Tego trudno było się spodziewać. Piłkarze GTS Czarna Dąbrówka na wyjeździe pokonali Granit Kończewo aż 3:0. Swoje wyjazdowe mecze przegrali Kaszubia Studzienice i Myśliwiec Tuchomie.

Beniaminkowi z Czarnej Dąbrówki dotąd się nie wiodło. Wygrał na inaugurację sezonu, a potem 6 kolejnych meczów przegrał. Trudno było przypuszczać, że poradzi sobie w 9 kolejce okręgówki w wyjazdowym starciu z innym beniaminkiem, Granitem Kończewo, któremu dla odmiany wiedzie się bardzo dobrze. Obie ekipy się znają, bo rozgrywały ze sobą sparingi, a do tego w drużynie z Kończewa grają trzej bracia Janikiewiczowie, z których dwaj przez 2 sezony reprezentowało GTS. Widać trener Zbigniew Cierzan dobrze spożytkował wiedzę o rywalu, bo jego zespół pewnie wygrał. Inna sprawa, że gospodarze (grali bez udziału publiczności) zaprezentowali się wyjątkowo słabo. W 9 min wynik otworzyła bramka kapitana Dawida Wdowczyka, a w 28 min na 2:0 podwyższył Szymon Tochman. Tym razem po udanym początku meczu nie było tąpnięcia i GTS nadal dyktował warunki gry. Mógł nawet przed przerwą zdobyć kolejne gole. W sytuacji sam na sam Dawid Wdowczyk przelobował bramkarza, ale piłka minęła światło bramki, a po chwili Jakub Kulisz trafił w słupek. Innym razem Granitowi w sukurs przyszła poprzeczka. Po przerwie gospodarze nieco odważniej zagrali w ofensywie, jednak jedynym efektem było obicie słupka i poprzeczki bramki GTS. Za to piłkarze z Czarnej Dąbrówki po raz trzeci pokonali golkipera gospodarzy. W 74 min swoją debiutancką bramkę w drużynie seniorów zdobył 16-letni Remigiusz Hinc. - Był to najsłabszy przeciwnik, z którym dotychczas graliśmy. Po zwycięstwie w Kończewie morale w zespole wyraźnie wzrosło. Było nam to bardzo potrzebne – podsumowuje trener Zbigniew Cierzan.

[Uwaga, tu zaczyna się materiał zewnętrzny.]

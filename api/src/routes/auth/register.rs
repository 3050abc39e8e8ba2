use actix_web::{web, HttpRequest, HttpResponse};
use validator::Validate;

use hl_core::domain::entities::identity::NewAccount;
use hl_core::errors::DomainError;
use hl_shared::errors::error_codes;

use crate::app::AppState;
use crate::dto::{AuthResponse, RegisterRequest};
use crate::handlers::ApiError;

use super::{refresh_cookie, request_meta};

/// Handler for POST /api/v1/auth/register
///
/// Creates an account and signs it in. The refresh token is also set in
/// the `refresh_token` cookie for browser clients.
///
/// # Request Body
///
/// ```json
/// { "name": "Ada", "email": "ada@example.com", "password": "secret1" }
/// ```
///
/// # Response
///
/// ## Success (201 Created)
/// ```json
/// {
///     "ok": true,
///     "user": { "id": "...", "name": "Ada", "email": "ada@example.com", "created_at": "..." },
///     "access_token": "eyJ...",
///     "refresh_token": "eyJ...",
///     "token_type": "Bearer",
///     "access_expires_in": 900,
///     "refresh_expires_in": 2592000
/// }
/// ```
///
/// ## Errors
/// - 400 Bad Request: Body fails validation
/// - 409 Conflict: `EMAIL_ALREADY_REGISTERED`
pub async fn register(
    req: HttpRequest,
    state: web::Data<AppState>,
    request: web::Json<RegisterRequest>,
) -> Result<HttpResponse, ApiError> {
    let request = request.into_inner();
    request.validate()?;

    let password_hash = state.passwords.hash(&request.password).await?;
    let email = request.email.trim().to_lowercase();

    let account = state
        .identities()
        .create(NewAccount {
            name: request.name,
            email,
            password_hash,
        })
        .await
        .map_err(|err| match err {
            DomainError::Conflict { .. } => ApiError::conflict(
                error_codes::EMAIL_ALREADY_REGISTERED,
                "This email is already registered",
            ),
            other => other.into(),
        })?;

    let tokens = state
        .tokens
        .issue(&account.identity(), request_meta(&req))
        .await?;

    tracing::info!(user_id = %account.id, "Registered account");

    Ok(HttpResponse::Created()
        .cookie(refresh_cookie(tokens.refresh_token.clone()))
        .json(AuthResponse::with_user(tokens, account)))
}
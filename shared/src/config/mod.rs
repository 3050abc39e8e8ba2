//! Configuration module with business-specific sub-modules
//!
//! This module organizes configuration into logical areas:
//! - `auth` - Token signing secrets and lifetimes
//! - `database` - Database connection and pool configuration
//! - `environment` - Environment detection and logging configuration
//! - `server` - HTTP server binding

pub mod auth;
pub mod database;
pub mod environment;
pub mod server;

use thiserror::Error;

// Re-export commonly used types
pub use auth::{parse_ttl, JwtConfig};
pub use database::DatabaseConfig;
pub use environment::{Environment, LogFormat, LoggingConfig};
pub use server::ServerConfig;

/// Default bcrypt cost when `BCRYPT_SALT_ROUNDS` is unset
pub const DEFAULT_BCRYPT_ROUNDS: u32 = 12;

/// Errors raised while resolving configuration at startup.
///
/// Any of these is fatal: the process must not start serving requests.
#[derive(Error, Debug, Clone, PartialEq, Eq)]
pub enum ConfigError {
    #[error("Missing required environment variable: {0}")]
    MissingVar(String),

    #[error("Invalid duration for {name}: {value}")]
    InvalidDuration { name: String, value: String },

    #[error("{name} must be at least {min} bytes long")]
    SecretTooShort { name: String, min: usize },

    #[error("Access and refresh token secrets must differ")]
    SecretsNotDistinct,

    #[error("Invalid value for {name}: {value}")]
    InvalidValue { name: String, value: String },
}

/// Read a required, non-empty environment variable
pub(crate) fn env_var(name: &str) -> Result<String, ConfigError> {
    match std::env::var(name) {
        Ok(value) if !value.trim().is_empty() => Ok(value),
        _ => Err(ConfigError::MissingVar(name.to_string())),
    }
}

/// Read an optional environment variable and parse it, falling back to `default`
pub(crate) fn env_parse<T: std::str::FromStr>(name: &str, default: T) -> Result<T, ConfigError> {
    match std::env::var(name) {
        Ok(raw) => raw.trim().parse().map_err(|_| ConfigError::InvalidValue {
            name: name.to_string(),
            value: raw,
        }),
        Err(_) => Ok(default),
    }
}

/// Complete application configuration combining all sub-configurations
#[derive(Debug, Clone)]
pub struct AppConfig {
    /// Environment configuration
    pub environment: Environment,

    /// Server configuration
    pub server: ServerConfig,

    /// Database configuration
    pub database: DatabaseConfig,

    /// Token signing configuration
    pub jwt: JwtConfig,

    /// Logging configuration
    pub logging: LoggingConfig,

    /// bcrypt cost used when hashing account passwords
    pub bcrypt_rounds: u32,
}

impl AppConfig {
    /// Load the whole configuration from the environment, failing on the
    /// first missing or malformed value.
    pub fn from_env() -> Result<Self, ConfigError> {
        let environment = Environment::from_env();

        Ok(Self {
            environment,
            server: ServerConfig::from_env()?,
            database: DatabaseConfig::from_env()?,
            jwt: JwtConfig::from_env()?,
            logging: LoggingConfig::from_env(environment),
            bcrypt_rounds: env_parse("BCRYPT_SALT_ROUNDS", DEFAULT_BCRYPT_ROUNDS)?,
        })
    }
}
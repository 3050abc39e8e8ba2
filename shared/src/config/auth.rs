//! Authentication configuration: token signing secrets and lifetimes

use std::fmt;

use super::{env_var, ConfigError};

/// Default access token lifetime
pub const DEFAULT_ACCESS_TTL: &str = "15m";

/// Default refresh token lifetime
pub const DEFAULT_REFRESH_TTL: &str = "30d";

/// Longest accepted token lifetime: ten years, in seconds
pub const MAX_TTL_SECONDS: i64 = 10 * 365 * 24 * 60 * 60;

/// Minimum accepted length of a signing secret, in bytes
pub const MIN_SECRET_LENGTH: usize = 32;

/// JWT configuration for the access/refresh token pair.
///
/// Access and refresh tokens are signed with distinct secrets so that a token
/// of one class can never verify as the other.
#[derive(Clone)]
pub struct JwtConfig {
    /// Secret used to sign and verify access tokens
    pub access_secret: String,

    /// Secret used to sign and verify refresh tokens
    pub refresh_secret: String,

    /// Access token lifetime in seconds
    pub access_token_ttl: i64,

    /// Refresh token lifetime in seconds
    pub refresh_token_ttl: i64,
}

impl JwtConfig {
    /// Create a configuration with default lifetimes and validate it
    pub fn new(
        access_secret: impl Into<String>,
        refresh_secret: impl Into<String>,
    ) -> Result<Self, ConfigError> {
        let config = Self {
            access_secret: access_secret.into(),
            refresh_secret: refresh_secret.into(),
            access_token_ttl: parse_ttl("JWT_ACCESS_TTL", DEFAULT_ACCESS_TTL)?,
            refresh_token_ttl: parse_ttl("JWT_REFRESH_TTL", DEFAULT_REFRESH_TTL)?,
        };
        config.validate()?;
        Ok(config)
    }

    /// Load from `JWT_ACCESS_SECRET`, `JWT_REFRESH_SECRET`, `JWT_ACCESS_TTL`
    /// and `JWT_REFRESH_TTL`.
    ///
    /// Both secrets are required; the lifetimes fall back to `15m` and `30d`.
    pub fn from_env() -> Result<Self, ConfigError> {
        let access_secret = env_var("JWT_ACCESS_SECRET")?;
        let refresh_secret = env_var("JWT_REFRESH_SECRET")?;

        let access_ttl = std::env::var("JWT_ACCESS_TTL")
            .unwrap_or_else(|_| DEFAULT_ACCESS_TTL.to_string());
        let refresh_ttl = std::env::var("JWT_REFRESH_TTL")
            .unwrap_or_else(|_| DEFAULT_REFRESH_TTL.to_string());

        let config = Self {
            access_secret,
            refresh_secret,
            access_token_ttl: parse_ttl("JWT_ACCESS_TTL", &access_ttl)?,
            refresh_token_ttl: parse_ttl("JWT_REFRESH_TTL", &refresh_ttl)?,
        };
        config.validate()?;
        Ok(config)
    }

    /// Override the access token lifetime
    pub fn with_access_ttl_seconds(mut self, seconds: i64) -> Self {
        self.access_token_ttl = seconds;
        self
    }

    /// Override the refresh token lifetime
    pub fn with_refresh_ttl_seconds(mut self, seconds: i64) -> Self {
        self.refresh_token_ttl = seconds;
        self
    }

    /// Check the invariants a signing configuration must satisfy
    pub fn validate(&self) -> Result<(), ConfigError> {
        if self.access_secret.is_empty() {
            return Err(ConfigError::MissingVar("JWT_ACCESS_SECRET".to_string()));
        }
        if self.refresh_secret.is_empty() {
            return Err(ConfigError::MissingVar("JWT_REFRESH_SECRET".to_string()));
        }
        if self.access_secret.len() < MIN_SECRET_LENGTH {
            return Err(ConfigError::SecretTooShort {
                name: "JWT_ACCESS_SECRET".to_string(),
                min: MIN_SECRET_LENGTH,
            });
        }
        if self.refresh_secret.len() < MIN_SECRET_LENGTH {
            return Err(ConfigError::SecretTooShort {
                name: "JWT_REFRESH_SECRET".to_string(),
                min: MIN_SECRET_LENGTH,
            });
        }
        if self.access_secret == self.refresh_secret {
            return Err(ConfigError::SecretsNotDistinct);
        }
        if !ttl_in_range(self.access_token_ttl) {
            return Err(ConfigError::InvalidDuration {
                name: "JWT_ACCESS_TTL".to_string(),
                value: self.access_token_ttl.to_string(),
            });
        }
        if !ttl_in_range(self.refresh_token_ttl) {
            return Err(ConfigError::InvalidDuration {
                name: "JWT_REFRESH_TTL".to_string(),
                value: self.refresh_token_ttl.to_string(),
            });
        }
        Ok(())
    }
}

impl fmt::Debug for JwtConfig {
    fn fmt(&self, f: &mut fmt::Formatter<'_>) -> fmt::Result {
        f.debug_struct("JwtConfig")
            .field("access_secret", &"**redacted**")
            .field("refresh_secret", &"**redacted**")
            .field("access_token_ttl", &self.access_token_ttl)
            .field("refresh_token_ttl", &self.refresh_token_ttl)
            .finish()
    }
}

fn ttl_in_range(seconds: i64) -> bool {
    (1..=MAX_TTL_SECONDS).contains(&seconds)
}

/// Parse a lifetime such as `900`, `15m`, `12h`, `30d` or `2w` into seconds.
///
/// A bare number is read as seconds. Zero and anything above
/// `MAX_TTL_SECONDS` are rejected. `name` is only used for error reporting.
pub fn parse_ttl(name: &str, value: &str) -> Result<i64, ConfigError> {
    let invalid = || ConfigError::InvalidDuration {
        name: name.to_string(),
        value: value.to_string(),
    };

    let trimmed = value.trim();
    let split_at = trimmed
        .find(|c: char| !c.is_ascii_digit())
        .unwrap_or(trimmed.len());
    let (digits, unit) = trimmed.split_at(split_at);

    let amount: i64 = digits.parse().map_err(|_| invalid())?;
    let multiplier = match unit {
        "" | "s" => 1,
        "m" => 60,
        "h" => 60 * 60,
        "d" => 24 * 60 * 60,
        "w" => 7 * 24 * 60 * 60,
        _ => return Err(invalid()),
    };

    match amount.checked_mul(multiplier) {
        Some(seconds) if ttl_in_range(seconds) => Ok(seconds),
        _ => Err(invalid()),
    }
}
pub mod token;
pub mod user;

pub use token::{InMemoryRefreshLedger, RefreshLedger};
pub use user::{IdentityRepository, InMemoryIdentityRepository};
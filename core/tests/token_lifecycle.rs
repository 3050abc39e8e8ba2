//! End-to-end issuance and rotation against the in-memory ledger

use std::sync::Arc;

use hl_core::domain::{Identity, NewAccount, RequestMeta};
use hl_core::errors::{DomainError, TokenError};
use hl_core::repositories::{IdentityRepository, InMemoryIdentityRepository, InMemoryRefreshLedger};
use hl_core::services::{TokenService, TokenServiceConfig};
use hl_shared::config::JwtConfig;

type Service = TokenService<InMemoryRefreshLedger, InMemoryIdentityRepository>;

async fn setup(user_id_hint: &str) -> (Arc<Service>, InMemoryRefreshLedger, Identity) {
    let jwt = JwtConfig::new(
        "access-secret-access-secret-access-secret",
        "refresh-secret-refresh-secret-refresh-secret",
    )
    .unwrap();
    let config = TokenServiceConfig::from_jwt_config(&jwt).unwrap();

    let ledger = InMemoryRefreshLedger::new();
    let users = InMemoryIdentityRepository::new();
    let account = users
        .create(NewAccount {
            name: user_id_hint.to_string(),
            email: "a@b.com".to_string(),
            password_hash: "hash".to_string(),
        })
        .await
        .unwrap();

    let service = Arc::new(TokenService::new(ledger.clone(), users, config));
    (service, ledger, account.identity())
}

#[tokio::test]
async fn issue_rotate_replay_scenario() {
    let (service, ledger, identity) = setup("u1").await;

    let first = service.issue(&identity, RequestMeta::default()).await.unwrap();
    let (_, jti0) = service.codec().verify_refresh(&first.refresh_token).unwrap();
    assert!(!ledger.get(&jti0).await.unwrap().is_revoked);

    let second = service
        .rotate(&first.refresh_token, RequestMeta::default())
        .await
        .unwrap();
    let (_, jti1) = service.codec().verify_refresh(&second.refresh_token).unwrap();

    let row0 = ledger.get(&jti0).await.unwrap();
    assert!(row0.is_revoked);
    assert_eq!(row0.replaced_by.as_deref(), Some(jti1.as_str()));
    let row1 = ledger.get(&jti1).await.unwrap();
    assert!(!row1.is_revoked);

    let replay = service
        .rotate(&first.refresh_token, RequestMeta::default())
        .await;
    assert!(matches!(replay, Err(DomainError::Token(TokenError::Revoked))));

    assert_eq!(ledger.len().await, 2);
    assert_eq!(ledger.get(&jti1).await.unwrap(), row1);
}

#[tokio::test(flavor = "multi_thread", worker_threads = 4)]
async fn concurrent_rotation_yields_one_winner() {
    for _ in 0..20 {
        let (service, ledger, identity) = setup("racer").await;
        let r0 = service
            .issue(&identity, RequestMeta::default())
            .await
            .unwrap()
            .refresh_token;

        let a = {
            let service = service.clone();
            let token = r0.clone();
            tokio::spawn(async move { service.rotate(&token, RequestMeta::default()).await })
        };
        let b = {
            let service = service.clone();
            let token = r0.clone();
            tokio::spawn(async move { service.rotate(&token, RequestMeta::default()).await })
        };
        let (a, b) = tokio::join!(a, b);
        let results = [a.unwrap(), b.unwrap()];

        let winners = results.iter().filter(|r| r.is_ok()).count();
        assert_eq!(winners, 1);

        let loser = results.iter().find(|r| r.is_err()).unwrap();
        let kind = loser.as_ref().unwrap_err().token_error();
        assert!(matches!(kind, Some(TokenError::Revoked) | Some(TokenError::HashMismatch)));

        // Parent plus exactly one live child
        let rows = ledger.entries_for_user(&identity.id).await;
        assert_eq!(rows.len(), 2);
        assert_eq!(rows.iter().filter(|row| !row.is_revoked).count(), 1);
    }
}
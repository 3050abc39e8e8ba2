//! MySQL implementation of the IdentityRepository trait.

use async_trait::async_trait;
use chrono::{DateTime, Utc};
use sqlx::mysql::MySqlRow;
use sqlx::{MySqlPool, Row};
use uuid::Uuid;

use hl_core::domain::entities::identity::{Account, AccountCredentials, NewAccount};
use hl_core::errors::DomainError;
use hl_core::repositories::IdentityRepository;

use super::{map_insert_error, storage_error};

/// MySQL implementation of IdentityRepository over the `users` table
///
/// Rows with a non-null `deleted_at` are treated as absent.
pub struct MySqlIdentityRepository {
    pool: MySqlPool,
}

impl MySqlIdentityRepository {
    pub fn new(pool: MySqlPool) -> Self {
        Self { pool }
    }

    fn row_to_account(row: &MySqlRow) -> Result<Account, DomainError> {
        let column = |name: &str, e: sqlx::Error| DomainError::Storage {
            message: format!("Failed to get {}: {}", name, e),
        };

        Ok(Account {
            id: row.try_get("id").map_err(|e| column("id", e))?,
            name: row.try_get("name").map_err(|e| column("name", e))?,
            email: row.try_get("email").map_err(|e| column("email", e))?,
            created_at: row
                .try_get::<DateTime<Utc>, _>("created_at")
                .map_err(|e| column("created_at", e))?,
        })
    }
}

#[async_trait]
impl IdentityRepository for MySqlIdentityRepository {
    async fn find_active_by_id(&self, id: &str) -> Result<Option<Account>, DomainError> {
        let query = r#"
            SELECT id, name, email, created_at
            FROM users
            WHERE id = ? AND deleted_at IS NULL
            LIMIT 1
        "#;

        let result = sqlx::query(query)
            .bind(id)
            .fetch_optional(&self.pool)
            .await
            .map_err(|e| storage_error("find user by id", e))?;

        result.as_ref().map(Self::row_to_account).transpose()
    }

    async fn find_credentials_by_email(
        &self,
        email: &str,
    ) -> Result<Option<AccountCredentials>, DomainError> {
        let query = r#"
            SELECT id, name, email, created_at, password_hash
            FROM users
            WHERE email = ? AND deleted_at IS NULL
            LIMIT 1
        "#;

        let result = sqlx::query(query)
            .bind(email)
            .fetch_optional(&self.pool)
            .await
            .map_err(|e| storage_error("find user by email", e))?;

        match result {
            Some(row) => {
                let password_hash: String = row
                    .try_get("password_hash")
                    .map_err(|e| storage_error("read password hash", e))?;
                Ok(Some(AccountCredentials {
                    account: Self::row_to_account(&row)?,
                    password_hash,
                }))
            }
            None => Ok(None),
        }
    }

    async fn create(&self, account: NewAccount) -> Result<Account, DomainError> {
        let id = Uuid::new_v4().to_string();

        let query = r#"
            INSERT INTO users (id, email, password_hash, name)
            VALUES (?, ?, ?, ?)
        "#;

        sqlx::query(query)
            .bind(&id)
            .bind(&account.email)
            .bind(&account.password_hash)
            .bind(&account.name)
            .execute(&self.pool)
            .await
            .map_err(|e| map_insert_error(format!("account {}", account.email), e))?;

        tracing::info!(user_id = %id, "Created user account");

        self.find_active_by_id(&id)
            .await?
            .ok_or_else(|| DomainError::Internal {
                message: format!("User {} missing right after insert", id),
            })
    }
}
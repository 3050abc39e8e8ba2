//! Refresh token fingerprinting

use constant_time_eq::constant_time_eq;
use sha2::{Digest, Sha256};

/// SHA-256 of the full token string, lowercase hex
pub fn hash_token(token: &str) -> String {
    let mut hasher = Sha256::new();
    hasher.update(token.as_bytes());
    hex::encode(hasher.finalize())
}

/// Compare two hex digests without leaking where they differ
pub fn hashes_match(stored: &str, presented: &str) -> bool {
    constant_time_eq(stored.as_bytes(), presented.as_bytes())
}

#[cfg(test)]
mod tests {
    use super::*;

    #[test]
    fn test_hash_token_is_sha256_hex() {
        assert_eq!(
            hash_token("abc"),
            "ba7816bf8f01cfea414140de5dae2223b00361a396177a9cb410ff61f20015ad"
        );
    }

    #[test]
    fn test_hashes_match() {
        let digest = hash_token("token");
        assert!(hashes_match(&digest, &hash_token("token")));
        assert!(!hashes_match(&digest, &hash_token("token2")));
        assert!(!hashes_match(&digest, ""));
    }
}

                                                                                  - - -

Początek meczu w Dębnicy Kaszubskiej nie zapowiadał porażki Kaszubii Studzienice. Drużyna trenera Karola Szymleka była stroną dominującą. Strzeliła nawet bramkę, ale nie została ona uznana ze względu na spalonego. Z kolei po dośrodkowaniu z prawej strony Krzysztof Kropidłowski nie trafił do bramki. Niestety, w 25 min po stracie piłki w środku pola poszła kontra, którą w bramce Kaszubii zakończył Kamil Oblizajek. Już minutę później po błędzie Damiana Wajsa, który się poślizgnął, gospodarze w sytuacji sam na sam podwyższyli na 2:0. Studzieniczanie zaatakowali, ale nie potrafili poradzić sobie z dobrze się broniącą ekipą Skotawii. Na drugą połowę wyszli z zamiarem szybkiego zdobycia kontaktowego gola. Nie udało się Krzysztofowi Kropidłowskiemu, którego strzał obronił bramkarz, ani Rafałowi Soldatke, który w czystej sytuacji źle przyjął piłkę. Powiodło się dopiero w 64 min, gdy rzut karny podyktowany za zagranie ręką wykorzystał „Kropa". Studzieniczanie cisnęli, ale znów przytrafiło się im niefortunne zdarzenie. W końcówce ponownie poślizgnął się Damian Wajs i gospodarze ustalili wynik meczu na 3:1. - Bardzo dla nas nieszczęśliwy mecz. Początek bardzo dobry, myślałem, że kontrolujemy sytuację. Po stracie dwóch goli ciężko było nam się już odbić. Szkoda punktów. Nasza gra nie była tak zła, jak wskazuje wynik – podsumowuje Karol Szymlek.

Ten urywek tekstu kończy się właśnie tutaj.